* **Instructions to follow**: Filter the records down to the lines that hold the word "into", and copy each of those lines.

[Records drawn from a dataset]
════════════════

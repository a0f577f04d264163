//! Extractor workers
//!
//! One task per successfully downloaded archive. The archive is
//! unpacked into `<archive>.contents/`; each conforming inner document
//! gets an XmlFile row driven through the `xml_name` and `unzip` phases,
//! and a schema-validation task on an inner pool which the extractor
//! drains before returning. Failures escalate to the download and its
//! action through the tracker.

use std::fs;
use std::io::Read;
use std::path::{Path, PathBuf};
use std::sync::{Arc, Mutex};

use anyhow::Context;
use tokio::process::Command;
use tokio::task::{self, JoinHandle, JoinSet};
use tracing::{debug, error, warn};

use crate::config::{contents_dir, ToolsConfig};
use crate::error::Result;
use phenodcc_tracker::entities::{phase, status};
use phenodcc_tracker::{FilenameTokenizer, TokenKind, Tracker};

/// Shared, dynamically-sized pool of extraction tasks. Downloaders
/// submit into it as archives land; the session orchestrator drains it
/// after the download pool exits.
#[derive(Clone, Default)]
pub struct ExtractionPool {
    handles: Arc<Mutex<Vec<JoinHandle<()>>>>,
}

impl ExtractionPool {
    pub fn new() -> Self {
        Self::default()
    }

    pub fn submit(&self, future: impl std::future::Future<Output = ()> + Send + 'static) {
        let handle = tokio::spawn(future);
        self.handles.lock().expect("extraction pool poisoned").push(handle);
    }

    /// Wait for every submitted extraction, including any submitted
    /// while draining.
    pub async fn drain(&self) {
        loop {
            let handle = self.handles.lock().expect("extraction pool poisoned").pop();
            match handle {
                Some(handle) => {
                    if let Err(e) = handle.await {
                        error!(error = %e, "Extraction task panicked");
                    }
                }
                None => break,
            }
        }
    }
}

/// Dependencies an extraction task needs.
#[derive(Clone)]
pub struct ExtractorContext {
    pub tracker: Tracker,
    pub tokenizer: Arc<FilenameTokenizer>,
    pub tools: ToolsConfig,
}

/// One extraction job, produced by a downloader.
#[derive(Debug, Clone)]
pub struct ExtractionJob {
    pub download_id: i64,
    pub archive_path: PathBuf,
}

/// Result of pulling one entry out of the archive on the blocking side.
/// `written` is `None` when the name failed the convention and the
/// entry's bytes were never extracted.
struct ExtractedDoc {
    name: String,
    size: u64,
    tokens: Option<phenodcc_tracker::FilenameTokens>,
    written: Option<std::result::Result<(), String>>,
}

/// Unpack one downloaded archive and validate its documents.
pub async fn extract_archive(ctx: ExtractorContext, job: ExtractionJob) {
    if let Err(e) = run(&ctx, &job).await {
        error!(
            archive = %job.archive_path.display(),
            error = %e,
            "Extraction failed with a tracker error"
        );
    }
}

async fn run(ctx: &ExtractorContext, job: &ExtractionJob) -> Result<()> {
    let tracker = &ctx.tracker;
    let contents = contents_dir(&job.archive_path);
    debug!(archive = %job.archive_path.display(), "Starting extraction");

    tracker
        .set_zip_download_phase_status(job.download_id, phase::UNZIP, status::RUNNING)
        .await?;

    if let Err(e) = fs::create_dir_all(&contents) {
        error!(
            contents = %contents.display(),
            error = %e,
            "Failed to prepare extraction directory"
        );
        tracker
            .set_zip_download_phase_status(job.download_id, phase::UNZIP, status::FAILED)
            .await?;
        return Ok(());
    }

    let archive_path = job.archive_path.clone();
    let contents_path = contents.clone();
    let tokenizer = Arc::clone(&ctx.tokenizer);
    let docs = task::spawn_blocking(move || unpack(&archive_path, &contents_path, &tokenizer))
        .await
        .context("Archive extraction task panicked")?;

    let docs = match docs {
        Ok(docs) => docs,
        Err(message) => {
            error!(archive = %job.archive_path.display(), error = %message, "Failed to decompress zip file");
            tracker
                .set_zip_download_phase_status(job.download_id, phase::UNZIP, status::FAILED)
                .await?;
            tracker
                .add_zip_log(job.download_id, "ZipException", &message)
                .await?;
            return Ok(());
        }
    };

    let mut validations = JoinSet::new();
    for doc in docs {
        let xml = tracker
            .get_or_create_xml_file(
                job.download_id,
                &doc.name,
                doc.tokens.as_ref(),
                doc.size as i64,
            )
            .await?;

        if xml.centre_id.is_none() {
            error!(
                name = %doc.name,
                "Xml file does not conform to the naming convention"
            );
            tracker
                .set_xml_file_phase_status(xml.id, phase::XML_NAME, status::FAILED)
                .await?;
            continue;
        }
        tracker
            .set_xml_file_phase_status(xml.id, phase::XML_NAME, status::DONE)
            .await?;

        tracker
            .set_xml_file_phase_status(xml.id, phase::UNZIP, status::RUNNING)
            .await?;
        match doc.written {
            Some(Ok(())) => {
                tracker
                    .set_xml_file_phase_status(xml.id, phase::UNZIP, status::DONE)
                    .await?;
                let ctx = ctx.clone();
                let document_path = contents.join(&doc.name);
                let name = doc.name.clone();
                validations
                    .spawn(async move { validate_document(ctx, xml.id, name, document_path).await });
            }
            Some(Err(message)) => {
                error!(name = %doc.name, error = %message, "Failed to extract file");
                tracker
                    .set_xml_file_phase_status(xml.id, phase::UNZIP, status::FAILED)
                    .await?;
            }
            None => {}
        }
    }

    // The inner validation pool must drain before this task returns.
    while let Some(result) = validations.join_next().await {
        if let Err(e) = result {
            error!(error = %e, "Validation task panicked");
        }
    }

    // An archive with zero valid entries still finishes extraction; the
    // matrix ignores this when a document has already moved further or
    // failed.
    tracker
        .set_zip_download_phase_status(job.download_id, phase::UNZIP, status::DONE)
        .await?;
    Ok(())
}

/// Blocking half: tokenize and write every conforming entry into the
/// extraction directory. Directories, non-xml entries and names
/// containing a path separator are skipped; entries whose name fails
/// the convention are recorded but never extracted.
fn unpack(
    archive_path: &Path,
    contents: &Path,
    tokenizer: &FilenameTokenizer,
) -> std::result::Result<Vec<ExtractedDoc>, String> {
    let file = fs::File::open(archive_path).map_err(|e| e.to_string())?;
    let mut archive = zip::ZipArchive::new(file).map_err(|e| e.to_string())?;

    let mut docs = Vec::new();
    for i in 0..archive.len() {
        let mut entry = archive.by_index(i).map_err(|e| e.to_string())?;
        if entry.is_dir() {
            warn!(name = %entry.name(), "Ignoring directory in zip file");
            continue;
        }
        let name = entry.name().to_string();
        if !name.ends_with(".xml") || name.contains('/') {
            continue;
        }
        let size = entry.size();
        let tokens = tokenizer.tokenize(&name).filter(|t| t.kind != TokenKind::Zip);
        let written = tokens.is_some().then(|| {
            let mut bytes = Vec::with_capacity(size as usize);
            entry.read_to_end(&mut bytes).map_err(|e| e.to_string())?;
            fs::write(contents.join(&name), bytes).map_err(|e| e.to_string())
        });
        docs.push(ExtractedDoc {
            name,
            size,
            tokens,
            written,
        });
    }
    Ok(docs)
}

/// Validate one extracted document with the configured schema validator.
/// Issues are reported by the tool one per stdout line as
/// `line:column:message`.
async fn validate_document(ctx: ExtractorContext, xml_id: i64, name: String, path: PathBuf) {
    if let Err(e) = validate(&ctx, xml_id, &name, &path).await {
        error!(name = %name, error = %e, "Validation failed with a tracker error");
    }
}

async fn validate(ctx: &ExtractorContext, xml_id: i64, name: &str, path: &Path) -> Result<()> {
    let tracker = &ctx.tracker;
    let validator = if name.contains("experiment") {
        ctx.tools.experiment_validator.as_ref()
    } else {
        ctx.tools.specimen_validator.as_ref()
    };
    let Some(validator) = validator else {
        warn!(
            document = %name,
            "Skipping schema validation: no validator tool configured"
        );
        return Ok(());
    };

    debug!(document = %path.display(), "Starting validation");
    tracker
        .set_xml_file_phase_status(xml_id, phase::XSD, status::RUNNING)
        .await?;

    let output = match Command::new(validator).arg(path).output().await {
        Ok(output) => output,
        Err(e) => {
            error!(document = %name, error = %e, "Could not launch schema validator");
            tracker
                .add_xml_log(xml_id, "ValidatorLaunchException", &e.to_string(), None, None)
                .await?;
            tracker
                .set_xml_file_phase_status(xml_id, phase::XSD, status::FAILED)
                .await?;
            return Ok(());
        }
    };

    if output.status.success() {
        debug!(document = %name, "Xml document is valid");
        tracker
            .set_xml_file_phase_status(xml_id, phase::XSD, status::DONE)
            .await?;
        return Ok(());
    }

    debug!(document = %name, "Xml document is invalid");
    let stdout = String::from_utf8_lossy(&output.stdout);
    let mut logged = 0;
    for line in stdout.lines().filter(|l| !l.trim().is_empty()) {
        let (line_number, column, message) = parse_issue(line);
        tracker
            .add_xml_log(xml_id, "SchemaValidationException", &message, line_number, column)
            .await?;
        logged += 1;
    }
    if logged == 0 {
        let message = format!(
            "Schema validation failed with exit code {}",
            output.status.code().unwrap_or(-1)
        );
        tracker
            .add_xml_log(xml_id, "SchemaValidationException", &message, None, None)
            .await?;
    }
    tracker
        .set_xml_file_phase_status(xml_id, phase::XSD, status::FAILED)
        .await?;
    Ok(())
}

/// Split a validator issue line into (line, column, message). Lines that
/// do not carry positions become message-only log rows.
fn parse_issue(issue: &str) -> (Option<i64>, Option<i64>, String) {
    let mut parts = issue.splitn(3, ':');
    let first = parts.next().unwrap_or_default();
    let second = parts.next();
    let rest = parts.next();
    match (first.trim().parse::<i64>().ok(), second, rest) {
        (Some(line), Some(column), Some(message)) => match column.trim().parse::<i64>() {
            Ok(column) => (Some(line), Some(column), message.trim().to_string()),
            Err(_) => (None, None, issue.trim().to_string()),
        },
        _ => (None, None, issue.trim().to_string()),
    }
}

#[cfg(test)]
mod tests {
    use super::*;

    #[test]
    fn issue_lines_with_positions_are_split() {
        let (line, column, message) = parse_issue("12:34: element 'specimen' is not expected");
        assert_eq!(line, Some(12));
        assert_eq!(column, Some(34));
        assert_eq!(message, "element 'specimen' is not expected");
    }

    #[test]
    fn issue_lines_without_positions_are_kept_whole() {
        let (line, column, message) = parse_issue("could not resolve schema location");
        assert_eq!(line, None);
        assert_eq!(column, None);
        assert_eq!(message, "could not resolve schema location");
    }

    #[test]
    fn malformed_positions_fall_back_to_whole_line() {
        let (line, column, message) = parse_issue("12:xy: broken");
        assert_eq!(line, None);
        assert_eq!(column, None);
        assert_eq!(message, "12:xy: broken");
    }
}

════════════════

* **Result of this exercise**:
//! unpacked into `<archive>.contents/`; each conforming inner document
/// submit into it as archives land; the session orchestrator drains it
/// Blocking half: tokenize and write every conforming entry into the
/// Split a validator issue line into (line, column, message). Lines that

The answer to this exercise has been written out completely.